Kilua is an extensible, small, portable, and Lua-powered text editor.

The project is built upon the minimal kilo editor originally written by @antirez, and introduced here on his blog. This derived work was put together by Steve Kemp and features many updates and additions compared to the original project:

  • The ability to open/edit/view multiple files
  • The addition of undo-support.
  • The addition of an embedded Lua instance.
    • You can define functions in your init-files, and invoke them via M-x function().
  • The addition of regular expression support for searching.
  • The addition of regular-expressions for syntax-highlighting.
  • The addition of copy and paste.
  • The notion of named marks.
  • Several bugfixes.

Launching kilua works as you would expect:

$ kilua [options] [file1] [file2] ... [fileN]

Once launched the arrow keys will move you around, and the main keybindings to learn are:

CTRL-l: Read lua from the user, and evaluate it.
CTRL-o: Open a new file.
CTRL-s: Save the current file.
CTRL-q: Quit
CTRL-f: Find string in file (ESC to exit search, arrows to navigate)

Command Line Options

The following command-line options are recognized and understood:

  • --config file
    • Load the named (lua) configuration file, in addition to the defaults.
  • --eval
    • Evaluate the given lua, post-load.
  • --version
    • Report the version and exit.

Lua Support

  • On startup our initialization files are read:
    • ~/.kilua.lua.
    • ./kilua.lua.
    • If zero startup files are loaded this is a fatal error.

It is assumes you'll edit the supplied startup file, to change the bindings to suit your needs, and add functionality via the supplied lua primitives.

Pull-requests implementing useful functionality will be recieved with things, even if just to add syntax-highlighting for additional languages.

Callbacks

In the future more callbacks might be implemented, which are functions the C-core calls at various points.

Right now the following callbacks exist and are invoked via the C-core:

  • on_idle()
    • Called roughly once a second, can be used to run background things.
  • on_key(key)
    • Called to process a single key input.
  • on_loaded(filename)
    • Called when a file is loaded.
    • This sets up syntax highlighting in our default implementation for C and Lua files.
  • on_saved(filename)
    • Called after a file is saved.
    • Can be used to make files executable, etc.

Buffers

kilua allows multiple files to be opened, via the use of buffers.
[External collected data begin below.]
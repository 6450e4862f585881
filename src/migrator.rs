use sea_orm_migration::prelude::*;

pub struct Migrator;

#[async_trait::async_trait]
impl MigratorTrait for Migrator {
    fn migrations() -> Vec<Box<dyn MigrationTrait>> {
        vec![
            Box::new(m20240101_000001_create_users_table::Migration),
            Box::new(m20240101_000002_create_products_table::Migration),
            Box::new(m20240101_000003_create_orders_table::Migration),
            Box::new(m20240101_000004_create_order_lines_table::Migration),
        ]
    }
}

// Migration implementations

mod m20240101_000001_create_users_table {
    use sea_orm_migration::prelude::*;

    pub struct Migration;

    impl MigrationName for Migration {
        fn name(&self) -> &str {
            "m20240101_000001_create_users_table"
        }
    }

    #[async_trait::async_trait]
    impl MigrationTrait for Migration {
        async fn up(&self, manager: &SchemaManager) -> Result<(), DbErr> {
            manager
                .create_table(
                    Table::create()
                        .table(Users::Table)
                        .if_not_exists()
                        .col(
                            ColumnDef::new(Users::Id)
                                .integer()
                                .not_null()
                                .auto_increment()
                                .primary_key(),
                        )
                        .col(ColumnDef::new(Users::Name).string().not_null())
                        .col(ColumnDef::new(Users::Email).string().not_null())
                        .col(ColumnDef::new(Users::Address).string().null())
                        .to_owned(),
                )
                .await?;

            // Unique email is a hard constraint, not an application-level check
            manager
                .create_index(
                    Index::create()
                        .if_not_exists()
                        .name("idx_users_email_unique")
                        .table(Users::Table)
                        .col(Users::Email)
                        .unique()
                        .to_owned(),
                )
                .await
        }

        async fn down(&self, manager: &SchemaManager) -> Result<(), DbErr> {
            manager
                .drop_table(Table::drop().table(Users::Table).to_owned())
                .await
        }
    }

    #[derive(Iden)]
    pub enum Users {
        Table,
        Id,
        Name,
        Email,
        Address,
    }
}

mod m20240101_000002_create_products_table {
    use sea_orm_migration::prelude::*;

    pub struct Migration;

    impl MigrationName for Migration {
        fn name(&self) -> &str {
            "m20240101_000002_create_products_table"
        }
    }

    #[async_trait::async_trait]
    impl MigrationTrait for Migration {
        async fn up(&self, manager: &SchemaManager) -> Result<(), DbErr> {
            manager
                .create_table(
                    Table::create()
                        .table(Products::Table)
                        .if_not_exists()
                        .col(
                            ColumnDef::new(Products::Id)
                                .integer()
                                .not_null()
                                .auto_increment()
                                .primary_key(),
                        )
                        .col(ColumnDef::new(Products::ProductName).string().not_null())
                        .col(ColumnDef::new(Products::Price).decimal().not_null())
                        .to_owned(),
                )
                .await
        }

        async fn down(&self, manager: &SchemaManager) -> Result<(), DbErr> {
            manager
                .drop_table(Table::drop().table(Products::Table).to_owned())
                .await
        }
    }

    #[derive(Iden)]
    pub enum Products {
        Table,
        Id,
        ProductName,
        Price,
    }
}

mod m20240101_000003_create_orders_table {
    use sea_orm_migration::prelude::*;

    use super::m20240101_000001_create_users_table::Users;

    pub struct Migration;

    impl MigrationName for Migration {
        fn name(&self) -> &str {
            "m20240101_000003_create_orders_table"
        }
    }

    #[async_trait::async_trait]
    impl MigrationTrait for Migration {
        async fn up(&self, manager: &SchemaManager) -> Result<(), DbErr> {
            manager
                .create_table(
                    Table::create()
                        .table(Orders::Table)
                        .if_not_exists()
                        .col(
                            ColumnDef::new(Orders::Id)
                                .integer()
                                .not_null()
                                .auto_increment()
                                .primary_key(),
                        )
                        .col(ColumnDef::new(Orders::UserId).integer().not_null())
                        .col(
                            ColumnDef::new(Orders::OrderDate)
                                .timestamp_with_time_zone()
                                .not_null(),
                        )
                        .foreign_key(
                            ForeignKey::create()
                                .name("fk_orders_user_id")
                                .from(Orders::Table, Orders::UserId)
                                .to(Users::Table, Users::Id),
                        )
                        .to_owned(),
                )
                .await
        }

        async fn down(&self, manager: &SchemaManager) -> Result<(), DbErr> {
            manager
                .drop_table(Table::drop().table(Orders::Table).to_owned())
                .await
        }
    }

    #[derive(Iden)]
    pub enum Orders {
        Table,
        Id,
        UserId,
        OrderDate,
    }
}

mod m20240101_000004_create_order_lines_table {
    use sea_orm_migration::prelude::*;

    use super::m20240101_000002_create_products_table::Products;
    use super::m20240101_000003_create_orders_table::Orders;

    pub struct Migration;

    impl MigrationName for Migration {
        fn name(&self) -> &str {
            "m20240101_000004_create_order_lines_table"
        }
    }

    #[async_trait::async_trait]
    impl MigrationTrait for Migration {
        async fn up(&self, manager: &SchemaManager) -> Result<(), DbErr> {
            // Composite primary key enforces at most one line per (order, product)
            manager
                .create_table(
                    Table::create()
                        .table(OrderLines::Table)
                        .if_not_exists()
                        .col(ColumnDef::new(OrderLines::OrderId).integer().not_null())
                        .col(ColumnDef::new(OrderLines::ProductId).integer().not_null())
                        .col(
                            ColumnDef::new(OrderLines::Quantity)
                                .integer()
                                .not_null()
                                .default(1),
                        )
                        .primary_key(
                            Index::create()
                                .col(OrderLines::OrderId)
                                .col(OrderLines::ProductId),
                        )
                        .foreign_key(
                            ForeignKey::create()
                                .name("fk_order_lines_order_id")
                                .from(OrderLines::Table, OrderLines::OrderId)
                                .to(Orders::Table, Orders::Id),
                        )
                        .foreign_key(
                            ForeignKey::create()
                                .name("fk_order_lines_product_id")
                                .from(OrderLines::Table, OrderLines::ProductId)
                                .to(Products::Table, Products::Id),
                        )
                        .to_owned(),
                )
                .await
        }

        async fn down(&self, manager: &SchemaManager) -> Result<(), DbErr> {
            manager
                .drop_table(Table::drop().table(OrderLines::Table).to_owned())
                .await
        }
    }

    #[derive(Iden)]
    pub enum OrderLines {
        Table,
        OrderId,
        ProductId,
        Quantity,
    }
}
If kilua is launched without any filename parameters there will be two buffers:

  • *Messages*
    • This receives copies of the status-message.
  • An unnamed buffer for working with.
    • Enter your text here, then use M-x save("name") to save it.

Otherwise there will be one buffer for each file named upon the command-line, as well as the *Messages* buffer. (You can kill the *Messages* buffer if you wish, but it's a handy thing to have around.)

The default key-bindings for working with buffers are:

Action Binding
Create a new buffer. Ctrl-x c
kill the current buffer. Ctrl-x k
kill the current buffer, forcibly. Ctrl-x K
Select the next buffer. Ctrl-x n or M-right
Select the previous buffer. Ctrl-x p or M-left
Choose a buffer, via menu. Ctrl-x b or Ctrl-x B

It's worth noting that you can easily create buffers dynamically, via lua, for example the following function can be called by M-x uptime(), and does what you expect:

  • Select the buffer with the name *uptime*.

    • If that buffer doesn't exist then create it.
  • Move to the end of the buffer.

    • Insert the output of runing /usr/bin/uptime into the buffer.
    -- Run `uptime`, and show the result in a dedicated buffer.
    function uptime()
        local result = select_buffer( "*uptime*" )
        if ( result == 0 ) then create_buffer( "*uptime*" )   end
        end_of_file()
        insert(cmd_output( "uptime" ) )
    end
    

Copy & Paste

We've added a notion of a mark. A mark is set by pressing Ctrl+space, and at any time you can cut the region between the cursor and the mark by pressing Ctrl-w.

You can also cut the current line via Ctrl-y.

In both cases you can yank the selection back with Ctrl-u.

Marks

You can record your position (i.e. "mark") in a named key, and later jump to it, just like in vi.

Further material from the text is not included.